As he instructs me to place my hands on the trunk of his car so he can search me I turn to make one final plea. “Officer, I don’t–”
“I said, turn around!!”
My back to the officer and my hands outspread I explain, “I have a credit card with me but I don’t think I have enough credit left on it to cover this. If you want to try to run it before we go through all this…”
“Give it here.” He holds out his hand and manages to not yell at me when I turn to face him and dig my credit card out of my pocket. When I pull out the Visa he sees that there’s another card right behind it and makes some passing mention of it. “Go back to your vehicle and wait inside.”
I sat back down next to Ben who was at a loss for what to do. He handled the entire situation with complete aplomb and offered to pay for the fine or wait in Cleveland for the next day while I serve out my jail time but by this time I had kind of come to terms with the adventure of the whole situation. I had never been to jail before and–
“BRETT! CLOSE YOUR DOOR!” The officer boomed from his car’s PA.
If I was ever going to go to jail I would be hard pressed to think of a better situation. It’s not like anyone is ever going to fault me for not having the cash on me to pay for a speeding ticket.

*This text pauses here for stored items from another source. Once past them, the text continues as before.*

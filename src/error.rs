use thiserror::Error;

/// Failures raised by the alert and aggregate stores.
#[derive(Error, Debug, Clone, PartialEq)]
pub enum StoreError {
    #[error("record not found: {0}")]
    NotFound(String),

    /// Contention, lock or I/O timeouts. Worth another attempt.
    #[error("transient store failure: {0}")]
    Transient(String),

    #[error("invalid record: {0}")]
    Validation(String),

    #[error("store failure: {0}")]
    Permanent(String),
}

impl StoreError {
    pub fn is_transient(&self) -> bool {
        matches!(self, StoreError::Transient(_))
    }
}

const TRANSIENT_SQLSTATES: [&str; 4] = [
    "40001", // serialization_failure
    "40P01", // deadlock_detected
    "55P03", // lock_not_available
    "57014", // query_canceled
];

impl From<sqlx::Error> for StoreError {
    fn from(err: sqlx::Error) -> Self {
        match &err {
            sqlx::Error::RowNotFound => StoreError::NotFound(err.to_string()),
            sqlx::Error::PoolTimedOut | sqlx::Error::Io(_) => {
                StoreError::Transient(err.to_string())
            }
            sqlx::Error::Database(db) => {
                let code = db.code();
                if code
                    .as_deref()
                    .is_some_and(|code| TRANSIENT_SQLSTATES.contains(&code))
                {
                    StoreError::Transient(err.to_string())
                } else {
                    StoreError::Permanent(err.to_string())
                }
            }
            _ => StoreError::Permanent(err.to_string()),
        }
    }
}

/// Cache backend faults. Never surfaced past the cache layer.
#[derive(Error, Debug)]
pub enum CacheError {
    #[error("cache backend unavailable: {0}")]
    Backend(#[from] redis::RedisError),
}
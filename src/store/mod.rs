//! Persistence seams for alerts and their derived aggregates.
//!
//! Two backends implement both traits: [`PgStore`] for Postgres and
//! [`MemoryStore`] for tests and local demos.

use async_trait::async_trait;
use chrono::{DateTime, NaiveDate, Utc};

use crate::error::StoreError;
use crate::models::{
    Alert, AlertFilter, AlertPage, CompanyAggregate, DailyStatistic, PageRequest, StatisticsSummary,
};

mod memory;
mod postgres;

pub use memory::MemoryStore;
pub use postgres::PgStore;

/// Source of truth for alerts. Each write touches a single alert row.
#[async_trait]
pub trait AlertStore: Send + Sync {
    async fn fetch_alert(&self, alert_id: &str) -> Result<Option<Alert>, StoreError>;

    /// Persist a processed alert. The alert must already exist.
    async fn save_alert(&self, alert: &Alert) -> Result<(), StoreError>;

    /// Ingest a new alert. Returns `false` when the id is already present.
    async fn insert_alert(&self, alert: &Alert) -> Result<bool, StoreError>;

    /// Newest first.
    async fn list_alerts(
        &self,
        filter: &AlertFilter,
        page: PageRequest,
    ) -> Result<AlertPage, StoreError>;

    async fn alerts_for_company(&self, company_name: &str) -> Result<Vec<Alert>, StoreError>;

    async fn alerts_since(&self, since: DateTime<Utc>) -> Result<Vec<Alert>, StoreError>;

    async fn distinct_companies(&self) -> Result<Vec<String>, StoreError>;

    async fn summarize_since(&self, since: DateTime<Utc>) -> Result<StatisticsSummary, StoreError>;
}

/// Denormalized tables owned by the rebuild job.
#[async_trait]
pub trait AggregateStore: Send + Sync {
    async fn fetch_company(
        &self,
        company_name: &str,
    ) -> Result<Option<CompanyAggregate>, StoreError>;

    /// Replace the whole row for one company in a single write.
    async fn replace_company(&self, aggregate: &CompanyAggregate) -> Result<(), StoreError>;

    /// Highest risk score first.
    async fn top_companies(&self, limit: usize) -> Result<Vec<CompanyAggregate>, StoreError>;

    async fn upsert_daily(&self, stat: &DailyStatistic) -> Result<(), StoreError>;

    /// Ascending by date.
    async fn daily_since(&self, since: NaiveDate) -> Result<Vec<DailyStatistic>, StoreError>;
}
use crate::error::Result;

/// KeyingMaterialExporter extracts keying material from a completed handshake.
///
/// It lives here so SRTP consumers can depend on the capability without
/// depending on the dtls crate.
pub trait KeyingMaterialExporter {
    fn export_keying_material(&self, label: &str, context: &[u8], length: usize)
    -> Result<Vec<u8>>;
}
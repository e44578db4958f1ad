use std::fmt;

/// RTCDtlsTransportState indicates the DTLS transport establishment state.
#[derive(Default, Debug, Copy, Clone, PartialEq, Eq)]
pub enum RTCDtlsTransportState {
    #[default]
    Unspecified,

    /// DTLS has not started negotiating yet.
    New,

    /// DTLS is negotiating a secure connection and verifying the remote
    /// fingerprint.
    Connecting,

    /// DTLS has completed negotiation of a secure connection.
    Connected,

    /// The transport was closed intentionally, or by a close_notify alert.
    Closed,

    /// The transport failed because of an error, a fatal alert or a
    /// fingerprint that does not match the remote certificate.
    Failed,
}

const DTLS_TRANSPORT_STATE_NEW_STR: &str = "new";
const DTLS_TRANSPORT_STATE_CONNECTING_STR: &str = "connecting";
const DTLS_TRANSPORT_STATE_CONNECTED_STR: &str = "connected";
const DTLS_TRANSPORT_STATE_CLOSED_STR: &str = "closed";
const DTLS_TRANSPORT_STATE_FAILED_STR: &str = "failed";

impl From<&str> for RTCDtlsTransportState {
    fn from(raw: &str) -> Self {
        match raw {
            DTLS_TRANSPORT_STATE_NEW_STR => RTCDtlsTransportState::New,
            DTLS_TRANSPORT_STATE_CONNECTING_STR => RTCDtlsTransportState::Connecting,
            DTLS_TRANSPORT_STATE_CONNECTED_STR => RTCDtlsTransportState::Connected,
            DTLS_TRANSPORT_STATE_CLOSED_STR => RTCDtlsTransportState::Closed,
            DTLS_TRANSPORT_STATE_FAILED_STR => RTCDtlsTransportState::Failed,
            _ => RTCDtlsTransportState::Unspecified,
        }
    }
}

impl fmt::Display for RTCDtlsTransportState {
    fn fmt(&self, f: &mut fmt::Formatter<'_>) -> fmt::Result {
        let s = match *self {
            RTCDtlsTransportState::New => DTLS_TRANSPORT_STATE_NEW_STR,
            RTCDtlsTransportState::Connecting => DTLS_TRANSPORT_STATE_CONNECTING_STR,
            RTCDtlsTransportState::Connected => DTLS_TRANSPORT_STATE_CONNECTED_STR,
            RTCDtlsTransportState::Closed => DTLS_TRANSPORT_STATE_CLOSED_STR,
            RTCDtlsTransportState::Failed => DTLS_TRANSPORT_STATE_FAILED_STR,
            RTCDtlsTransportState::Unspecified => {
                crate::peer_connection::configuration::UNSPECIFIED_STR
            }
        };
        write!(f, "{s}")
    }
}

impl RTCDtlsTransportState {
    /// Failed and Closed are never left.
    pub fn is_terminal(self) -> bool {
        matches!(
            self,
            RTCDtlsTransportState::Failed | RTCDtlsTransportState::Closed
        )
    }
}

#[cfg(test)]
mod test {
    use super::*;

    #[test]
    fn test_dtls_transport_state_string() {
        let tests = vec![
            (
                RTCDtlsTransportState::Unspecified,
                crate::peer_connection::configuration::UNSPECIFIED_STR,
            ),
            (RTCDtlsTransportState::New, "new"),
            (RTCDtlsTransportState::Connecting, "connecting"),
            (RTCDtlsTransportState::Connected, "connected"),
            (RTCDtlsTransportState::Closed, "closed"),
            (RTCDtlsTransportState::Failed, "failed"),
        ];

        for (state, expected_string) in tests {
            assert_eq!(state.to_string(), expected_string);
            assert_eq!(RTCDtlsTransportState::from(expected_string), state);
        }
        assert!(RTCDtlsTransportState::Failed.is_terminal());
        assert!(!RTCDtlsTransportState::Connected.is_terminal());
    }
}
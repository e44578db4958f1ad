use super::*;

pub type EllipticCurvePointFormat = u8;
pub const ELLIPTIC_CURVE_POINT_FORMAT_UNCOMPRESSED: EllipticCurvePointFormat = 0;

/// <https://tools.ietf.org/html/rfc4492#section-5.1.2>
#[derive(Clone, Debug, PartialEq, Eq)]
pub struct ExtensionSupportedPointFormats {
    pub point_formats: Vec<EllipticCurvePointFormat>,
}

impl ExtensionSupportedPointFormats {
    pub fn extension_value(&self) -> ExtensionValue {
        ExtensionValue::SupportedPointFormats
    }

    pub fn size(&self) -> usize {
        1 + self.point_formats.len()
    }

    pub fn marshal<W: Write>(&self, writer: &mut W) -> Result<()> {
        writer.write_u8(self.point_formats.len() as u8)?;
        for v in &self.point_formats {
            writer.write_u8(*v)?;
        }

        Ok(writer.flush()?)
    }

    pub fn unmarshal<R: Read>(reader: &mut R) -> Result<Self> {
        let point_format_count = reader.read_u8()? as usize;
        let mut point_formats = vec![];
        for _ in 0..point_format_count {
            point_formats.push(reader.read_u8()?);
        }

        Ok(ExtensionSupportedPointFormats { point_formats })
    }
}
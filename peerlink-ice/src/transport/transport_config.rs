use std::time::Duration;

use crate::attributes::control::IceRole;
use crate::mdns::MulticastDnsMode;

/// The interval at which the transport performs candidate checks in the connecting phase.
pub(crate) const DEFAULT_CHECK_INTERVAL: Duration = Duration::from_millis(200);

/// The interval used to keep the selected pair alive.
pub(crate) const DEFAULT_KEEPALIVE_INTERVAL: Duration = Duration::from_secs(2);

/// Max binding request before considering a pair failed.
pub(crate) const DEFAULT_MAX_BINDING_REQUESTS: u16 = 7;

/// Wait time before binding requests can be deleted.
pub(crate) const MAX_BINDING_REQUEST_TIMEOUT: Duration = Duration::from_millis(4000);

/// Collects the arguments to `IceTransport` construction into a single structure.
#[derive(Default, Clone)]
pub struct IceTransportConfig {
    pub role: IceRole,

    /// Random when None.
    pub tie_breaker: Option<u64>,

    /// It is used to perform connectivity checks. The values MUST be unguessable, with at least
    /// 128 bits of random number generator output used to generate the password, and at least 24
    /// bits of output to generate the username fragment. Generated when empty.
    pub local_ufrag: String,
    pub local_pwd: String,

    /// Controls how often checks are sent while no pair is selected.
    pub check_interval: Option<Duration>,

    /// How often the selected pair is refreshed.
    pub keepalive_interval: Option<Duration>,

    /// The max amount of binding requests sent over a candidate pair before it is failed.
    pub max_binding_requests: Option<u16>,

    /// Controls handling of remote `.local` candidates.
    pub multicast_dns_mode: MulticastDnsMode,

    /// Report DTLS-in-STUN attributes of every received check.
    pub piggyback_reporting: bool,
}
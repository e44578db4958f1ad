use std::fmt;

use serde::{Deserialize, Serialize};

/// What validation does when two active sections of one BUNDLE group map
/// the same payload type to different codecs.
///
/// Demultiplexing a bundled transport by payload type is ambiguous in that
/// case. Many deployed endpoints still produce such offers, so the default
/// only records the collision.
#[derive(Default, Debug, PartialEq, Eq, Copy, Clone, Serialize, Deserialize)]
pub enum BundlePayloadTypePolicy {
    /// Keep the description and report the collision.
    #[default]
    #[serde(rename = "record")]
    Record,

    /// Refuse the description with an invalid-parameter error.
    #[serde(rename = "reject")]
    Reject,
}

const BUNDLE_PAYLOAD_TYPE_POLICY_RECORD_STR: &str = "record";
const BUNDLE_PAYLOAD_TYPE_POLICY_REJECT_STR: &str = "reject";

impl From<&str> for BundlePayloadTypePolicy {
    fn from(raw: &str) -> Self {
        match raw {
            BUNDLE_PAYLOAD_TYPE_POLICY_REJECT_STR => BundlePayloadTypePolicy::Reject,
            _ => BundlePayloadTypePolicy::Record,
        }
    }
}

impl fmt::Display for BundlePayloadTypePolicy {
    fn fmt(&self, f: &mut fmt::Formatter<'_>) -> fmt::Result {
        let s = match *self {
            BundlePayloadTypePolicy::Record => BUNDLE_PAYLOAD_TYPE_POLICY_RECORD_STR,
            BundlePayloadTypePolicy::Reject => BUNDLE_PAYLOAD_TYPE_POLICY_REJECT_STR,
        };
        write!(f, "{s}")
    }
}
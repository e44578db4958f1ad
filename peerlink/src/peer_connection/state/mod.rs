pub(crate) mod signaling_state;

pub use signaling_state::RTCSignalingState;
pub use crate::peer_connection::transport::dtls::state::RTCDtlsTransportState;
use super::*;

impl sansio::Protocol<TaggedBytesMut, (), ()> for IceTransport {
    type Rout = TaggedBytesMut;
    type Wout = TaggedBytesMut;
    type Eout = IceTransportEvent;
    type Error = Error;
    type Time = Instant;

    fn handle_read(&mut self, msg: TaggedBytesMut) -> std::result::Result<(), Self::Error> {
        if self.connection_state == ConnectionState::Closed {
            return Err(Error::ErrClosed);
        }

        if is_message(&msg.message) {
            if let Some(g) = self
                .gatherers
                .iter_mut()
                .find(|g| g.matches_transaction(&msg.message))
            {
                let result = g.handle_read(msg);
                self.drain_gatherers();
                return result;
            }

            let Some(local_index) = self.find_local_candidate(msg.transport.local_addr) else {
                warn!(
                    "[ice:{}] discarded message, not a valid local candidate {}",
                    self.get_name(),
                    msg.transport.local_addr,
                );
                return Err(Error::ErrUnhandledStunpacket);
            };

            let mut m = Message::new();
            if let Err(err) = m.unmarshal_binary(&msg.message) {
                warn!(
                    "[ice:{}] failed to decode STUN from {}: {}",
                    self.get_name(),
                    msg.transport.peer_addr,
                    err
                );
                return Ok(());
            }
            self.handle_inbound(msg.now, &mut m, local_index, msg.transport.peer_addr);
        } else if let Some(remote_index) = self.find_remote_candidate(msg.transport.peer_addr) {
            self.remote_candidates[remote_index].seen(false, msg.now);
            self.reads.push_back(msg);
        } else {
            warn!(
                "[ice:{}] discarded message from {}, not a valid remote candidate",
                self.get_name(),
                msg.transport.peer_addr
            );
        }

        Ok(())
    }

    fn poll_read(&mut self) -> Option<Self::Rout> {
        self.reads.pop_front()
    }

    fn handle_write(&mut self, _msg: ()) -> std::result::Result<(), Self::Error> {
        Ok(())
    }

    fn poll_write(&mut self) -> Option<Self::Wout> {
        self.transmits.pop_front()
    }

    fn handle_event(&mut self, _evt: ()) -> std::result::Result<(), Self::Error> {
        Ok(())
    }

    fn poll_event(&mut self) -> Option<Self::Eout> {
        self.events.pop_front()
    }

    fn handle_timeout(&mut self, now: Self::Time) -> std::result::Result<(), Self::Error> {
        if self.connection_state == ConnectionState::Closed {
            return Ok(());
        }

        for g in &mut self.gatherers {
            g.handle_timeout(now)?;
        }
        self.drain_gatherers();

        if self.checking
            && self
                .last_checking_time
                .is_none_or(|last| last + self.get_timeout_interval() <= now)
        {
            self.contact(now);
        }
        Ok(())
    }

    fn poll_timeout(&mut self) -> Option<Self::Time> {
        let mut next = self
            .gatherers
            .iter_mut()
            .filter_map(|g| g.poll_timeout())
            .min();

        let active = self.checking
            && !matches!(
                self.connection_state,
                ConnectionState::Failed | ConnectionState::Closed
            );
        if let (true, Some(last)) = (active, self.last_checking_time) {
            let check = last + self.get_timeout_interval();
            next = Some(next.map_or(check, |n| n.min(check)));
        }
        next
    }

    fn close(&mut self) -> std::result::Result<(), Self::Error> {
        if self.connection_state == ConnectionState::Closed {
            return Ok(());
        }

        let mut errs = vec![];
        for g in &mut self.gatherers {
            if let Err(err) = g.close() {
                errs.push(err);
            }
        }

        let was_writable = self.writable();
        self.selected_pair = None;
        self.checking = false;
        self.candidate_pairs.clear();
        self.pending_binding_requests.clear();
        self.remote_candidates.clear();
        self.remote_multicast_dns_candidates.clear();
        self.transmits.clear();
        self.reads.clear();

        if was_writable {
            self.events.push_back(IceTransportEvent::WritableChange(false));
        }
        self.update_connection_state(ConnectionState::Closed);

        flatten_errs(errs)
    }
}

Plus, being as disasters make the best stories, it would make for a crazy adventure if I ended up going to jail a quarter of the way across the country from where I needed to be and had to find a way to St. Louis afterwards. So, just as I had made up my mind that going to jail was the choice for me (good thing too, since it didn’t actually seem to be a “choice”) the officer comes back.
“That one didn’t work. Give me the other one.”
“Okay, but I know I don’t have 130 dollars on this one either.”
He took the card without saying another word and two minutes later he was back in my window proffering my card.
“Wow. You really don’t have any money do you?”
“No sir.” I thought I had already mentioned that but decided not to make a joke about that this time.
“Wait here.” He went back to his car…without yelling at me. I figured that was a good sign.
Moments later he was back again. This time with my license and the registration in his hand. “I’m not sure why– I really don’t know– You’re lucky. I think I feel bad for you. I don’t know why but–” He paused.
“Just make sure this doesn’t happen again. If you were going 85 it would have been a reckless endangerment charge. Keep it to the speed limit and consider yourself lucky that you ran into the one guy that decided to give you a break.”
“Thank you so much officer.” I reached out and shook his hand, exchanged smiles and went on about my business of making bad time the rest of the drive.